### Task details
Reproduce the first line of the entries that follow and each later line, word for word, ending with the one containing "let pool = PgPoolOptions::new()".

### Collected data
+ + + + + + +

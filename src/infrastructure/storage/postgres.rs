//! PostgreSQL connection pooling

use std::time::Duration;

use serde::Deserialize;
use sqlx::postgres::{PgPool, PgPoolOptions};
use tracing::info;

use crate::domain::DomainError;

/// PostgreSQL connection configuration
#[derive(Debug, Clone, Deserialize)]
#[serde(default)]
pub struct PostgresConfig {
    /// Database connection URL
    pub url: String,
    /// Maximum number of connections in the pool
    pub max_connections: u32,
    /// Minimum number of connections to maintain
    pub min_connections: u32,
    /// Connection timeout in seconds
    pub connect_timeout_secs: u64,
    /// Idle timeout in seconds
    pub idle_timeout_secs: u64,
}

impl Default for PostgresConfig {
    fn default() -> Self {
        Self {
            url: "postgres://localhost/account_service".to_string(),
            max_connections: 10,
            min_connections: 1,
            connect_timeout_secs: 30,
            idle_timeout_secs: 600,
        }
    }
}

/// Open a connection pool
pub async fn connect_pool(config: &PostgresConfig) -> Result<PgPool, DomainError> {
    let pool = PgPoolOptions::new()
        .max_connections(config.max_connections)
        .min_connections(config.min_connections)
        .acquire_timeout(Duration::from_secs(config.connect_timeout_secs))
        .idle_timeout(Duration::from_secs(config.idle_timeout_secs))
        .connect(&config.url)
        .await
        .map_err(|e| DomainError::storage(format!("Failed to connect to PostgreSQL: {}", e)))?;

    info!(
        max_connections = config.max_connections,
        "Connected to PostgreSQL"
    );

    Ok(pool)
}

#[cfg(test)]
mod tests {
    use super::*;

    #[test]
    fn test_partial_config_keeps_defaults() {
        let config: PostgresConfig = serde_json::from_value(serde_json::json!({
            "url": "postgres://db/users",
            "max_connections": 4
        }))
        .unwrap();

        assert_eq!(config.url, "postgres://db/users");
        assert_eq!(config.max_connections, 4);
        assert_eq!(config.connect_timeout_secs, 30);
        assert_eq!(config.min_connections, 1);
    }
}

+ + + + + + +

### Answer area
filename src/infrastructure/storage/postgres.rs
//! PostgreSQL connection pooling

use std::time::Duration;

use serde::Deserialize;
use sqlx::postgres::{PgPool, PgPoolOptions};
use tracing::info;

use crate::domain::DomainError;

/// PostgreSQL connection configuration
#[derive(Debug, Clone, Deserialize)]
#[serde(default)]
pub struct PostgresConfig {
    /// Database connection URL
    pub url: String,
    /// Maximum number of connections in the pool
    pub max_connections: u32,
    /// Minimum number of connections to maintain
    pub min_connections: u32,
    /// Connection timeout in seconds
    pub connect_timeout_secs: u64,
    /// Idle timeout in seconds
    pub idle_timeout_secs: u64,
}

impl Default for PostgresConfig {
    fn default() -> Self {
        Self {
            url: "postgres://localhost/account_service".to_string(),
            max_connections: 10,
            min_connections: 1,
            connect_timeout_secs: 30,
            idle_timeout_secs: 600,
        }
    }
}

/// Open a connection pool
pub async fn connect_pool(config: &PostgresConfig) -> Result<PgPool, DomainError> {
    let pool = PgPoolOptions::new()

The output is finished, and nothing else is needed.